- **WHAT NEEDS TO BE DONE**:
Within this material, how many lines include the word "unwrap"? Answer with a number and nothing more.

#### MATERIAL TO PROCESS ####

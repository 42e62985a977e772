//! `rename a as b[, c as d]...`
//!
//! The old name is materialized and moved to the new one. Renaming a header
//! field materializes the rest of the header and drops the raw record, so
//! the old name cannot be extracted again downstream.

use logq_core::row::Row;

use crate::command::{Command, CommandCore};
use crate::error::Result;

pub struct Rename {
    core: CommandCore,
    renames: Vec<(String, String)>,
}

impl Rename {
    pub fn new(renames: Vec<(String, String)>) -> Self {
        Self {
            core: CommandCore::new(),
            renames,
        }
    }

    pub fn renames(&self) -> &[(String, String)] {
        &self.renames
    }

    /// Materialize every header field and drop the raw record.
    fn detach_raw(&self, row: &mut Row) {
        if let Some(header) = self.core.header() {
            for field in header.iter() {
                row.resolve(Some(&header[..]), field);
            }
        }
        row.set_raw(None);
    }
}

impl Command for Rename {
    fn name(&self) -> &'static str {
        "rename"
    }

    fn core(&self) -> &CommandCore {
        &self.core
    }

    fn core_mut(&mut self) -> &mut CommandCore {
        &mut self.core
    }

    fn push(&mut self, mut row: Row) -> Result<()> {
        let shadows_header = row.raw().is_some()
            && self
                .core
                .header()
                .is_some_and(|h| self.renames.iter().any(|(from, _)| h.contains(from)));
        if shadows_header {
            self.detach_raw(&mut row);
        }
        for (from, to) in &self.renames {
            if let Some(v) = self.core.resolve(&mut row, from) {
                row.remove(from);
                row.insert(to.clone(), v);
            }
        }
        self.core.write(row)
    }

    fn describe(&self) -> String {
        let parts: Vec<String> = self
            .renames
            .iter()
            .map(|(a, b)| format!("{a} as {b}"))
            .collect();
        format!("rename {}", parts.join(", "))
    }
}

#[cfg(test)]
mod tests {
    use super::*;
    use crate::command::testing::Collect;
    use logq_core::row::header_from_logformat;
    use logq_core::value::Value;

    #[test]
    fn moves_values_and_ignores_absent_fields() {
        let (collect, out, _) = Collect::new();
        let mut rename = Rename::new(vec![
            ("user".into(), "actor".into()),
            ("nope".into(), "still_nope".into()),
        ]);
        rename.set_next(Box::new(collect));
        rename
            .push(Row::new().with("ts", 100i64).with("user", "a"))
            .unwrap();

        let out = out.lock().unwrap();
        assert_eq!(out[0].get("actor"), Some(&Value::str("a")));
        assert!(!out[0].contains("user"));
        assert!(!out[0].contains("still_nope"));
        assert_eq!(out[0].get("ts"), Some(&Value::Int(100)));
    }

    #[test]
    fn renamed_header_field_is_not_extracted_again() {
        let (collect, out, _) = Collect::new();
        let mut rename = Rename::new(vec![("user".into(), "actor".into())]);
        rename.set_header(Some(header_from_logformat("ts user action")));
        rename.set_next(Box::new(collect));
        rename.push(Row::from_raw("100 alice login")).unwrap();

        let mut out = out.lock().unwrap();
        let row = &mut out[0];
        assert!(row.raw().is_none());
        assert_eq!(row.get("actor"), Some(&Value::str("alice")));
        assert_eq!(row.get("action"), Some(&Value::str("login")));
        assert_eq!(row.get("ts"), Some(&Value::str("100")));
        let header = header_from_logformat("ts user action");
        assert!(row.resolve(Some(&header[..]), "user").is_none());
    }
}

####

- **ANSWER SECTION**:
4